John_DeereGreen said:


> Don't buy junk to begin with...


 The truck was really clean the power stroke gave up the fight.


----------



## John_DeereGreen (Jan 2, 2011)

fireside said:


> The truck was really clean the power stroke gave up the fight.


Junkyards sell engines every day...if the truck was that clean I don't know why you wouldn't drop a take out engine in it...


----------



## fireside (Mar 1, 2008)

To be honest he could find a 7.3 worth anything. what he did find was well over 6k for the engine. guys were looking for a junk truck to taken out but again anything worth it was 10 to 12k. It was also a extown truck soothed always have surprises waiting for you. In the end it was cheaper and easier to cut his losses


----------



## pipelayer (Oct 6, 2013)

John_DeereGreen said:


> Serpentine belt clutch pump will run a spreader just fine. 2 of my 3 are run that way.
> 
> Live PTO would be my first choice, but if all you're doing is a spreader and dump hoist a serpentine belt will run it just fine.


This truck has an engine driven pump as it is, runs to a control in the cab, lever for the hoist, dual hydro motor control (ie. hyd fittings at rear) and is activated by an electric clutch. doesnt seem like a PTO setup now that im thinking about it no? its far from the older trans/t-case activated gear driven PTO pumps.. its not any clutch pump ive regularly seen with an added belt and crank pulley spacer either. regardless it ran a hydro spreader prior so it will again just trying to brush up on some knowledge. or get some learn on. lol


----------



## pipelayer (Oct 6, 2013)

Mark Oomkes said:


> I thought there weren't any hydro spreaders in Connecticut...

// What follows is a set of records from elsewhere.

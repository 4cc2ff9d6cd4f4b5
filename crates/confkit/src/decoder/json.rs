use super::{Decoder, DecoderCreator, Source, diagnostic, read_source, tree_from_json};
use crate::{Partial, Result};

/// Decodes JSON documents.
pub struct JsonDecoder {
    source: Source,
}

impl JsonDecoder {
    /// Creates a decoder over `source`.
    #[must_use]
    pub fn new(source: Source) -> Self {
        Self { source }
    }
}

impl Decoder for JsonDecoder {
    fn parse(&mut self) -> Result<Partial> {
        let content = read_source(&mut self.source)?;
        if content.trim().is_empty() {
            return Ok(Partial::new());
        }

        let json: serde_json::Value =
            serde_json::from_str(&content).map_err(|e| diagnostic::json_error(&e, &content))?;

        tree_from_json("JSON", json)
    }
}

/// Accepts the `json` format name.
#[derive(Clone, Copy, Debug, Default)]
pub struct JsonDecoderCreator;

impl DecoderCreator for JsonDecoderCreator {
    fn accepts(&self, format: &str) -> bool {
        format.eq_ignore_ascii_case("json")
    }

    fn create(&self, source: Source) -> Result<Box<dyn Decoder>> {
        Ok(Box::new(JsonDecoder::new(source)))
    }
}
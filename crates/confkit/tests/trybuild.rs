//! Compile-time tests for the `Populate` derive macro.
//!
//! Run with: cargo nextest run --package confkit trybuild

#![cfg(feature = "derive")]

#[test]
fn compile_pass() {
    let t = trybuild::TestCases::new();
    t.pass("tests/compile_pass/basic.rs");
    t.pass("tests/compile_pass/attributes.rs");
    t.pass("tests/compile_pass/generics.rs");
}
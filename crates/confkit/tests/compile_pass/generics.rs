use confkit::{FromValue, Partial, Populate};

#[derive(Default, Populate)]
struct Setting<T: FromValue + Default> {
    value: T,
}

fn main() {
    let mut tree = Partial::new();
    tree.set("value", 0.5).unwrap();

    let mut setting = Setting::<f64>::default();
    tree.populate("", &mut setting, false).unwrap();
    assert_eq!(setting.value, 0.5);
}
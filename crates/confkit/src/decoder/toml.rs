use toml::{Table, Value as TOML};

use super::{Decoder, DecoderCreator, Source, diagnostic, read_source};
use crate::{Partial, Result, Value};

/// Decodes TOML documents.
///
/// TOML has no null, and its datetimes are kept as their string form.
pub struct TomlDecoder {
    source: Source,
}

impl TomlDecoder {
    /// Creates a decoder over `source`.
    #[must_use]
    pub fn new(source: Source) -> Self {
        Self { source }
    }

    fn convert(toml: TOML) -> Value {
        match toml {
            TOML::String(s) => Value::String(s),
            TOML::Integer(i) => Value::Int(i),
            TOML::Float(f) => Value::Float(f),
            TOML::Boolean(b) => Value::Bool(b),
            TOML::Datetime(dt) => Value::String(dt.to_string()),
            TOML::Array(items) => Value::List(items.into_iter().map(Self::convert).collect()),
            TOML::Table(table) => Value::Partial(Self::convert_table(table)),
        }
    }

    fn convert_table(table: Table) -> Partial {
        table
            .into_iter()
            .map(|(k, v)| (k, Self::convert(v)))
            .collect()
    }
}

impl Decoder for TomlDecoder {
    fn parse(&mut self) -> Result<Partial> {
        let content = read_source(&mut self.source)?;
        let table: Table =
            toml::from_str(&content).map_err(|e| diagnostic::toml_error(&e, &content))?;

        Ok(Self::convert_table(table).normalized())
    }
}

/// Accepts the `toml` format name.
#[derive(Clone, Copy, Debug, Default)]
pub struct TomlDecoderCreator;

impl DecoderCreator for TomlDecoderCreator {
    fn accepts(&self, format: &str) -> bool {
        format.eq_ignore_ascii_case("toml")
    }

    fn create(&self, source: Source) -> Result<Box<dyn Decoder>> {
        Ok(Box::new(TomlDecoder::new(source)))
    }
}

 there arent im going to MA to grab mine :laugh:


----------



## pipelayer (Oct 6, 2013)

John_DeereGreen said:


> Serpentine belt clutch pump will run a spreader just fine. 2 of my 3 are run that way.
> 
> Live PTO would be my first choice, but if all you're doing is a spreader and dump hoist a serpentine belt will run it just fine.


If you can post a picture of the pump on your truck, if at all possible and i end up liking this setup ill add a clutch pump and control to another truck assuming the upfit isnt a stupid amount of money so i have the ability to run a hydro spreader if one truck is down, or hell, i may like it so much ill run em all on my trucks. its looking like i wont know until next season anyway around here.


----------



## John_DeereGreen (Jan 2, 2011)

pipelayer said:


> If you can post a picture of the pump on your truck, if at all possible and i end up liking this setup ill add a clutch pump and control to another truck assuming the upfit isnt a stupid amount of money so i have the ability to run a hydro spreader if one truck is down, or hell, i may like it so much ill run em all on my trucks. its looking like i wont know until next season anyway around here.


The pulley my fingers are on is the pulley for the pump. This is on a 6.0 Power Stroke. Both the other trucks are at our other shop 45 minutes away, but the second clutch pump looks just like this except on a DT466/International 4300. The pto one is on a 6.7 Power Stroke and to be honest I've never gotten under the truck to look at it to even know what the setup looks like.


----------



## fireside (Mar 1, 2008)

I know three years ago I just looked. I was quoted 8756 for a central hydro system plus 11k for the hook lift. That did include a sander electric over hydro control. 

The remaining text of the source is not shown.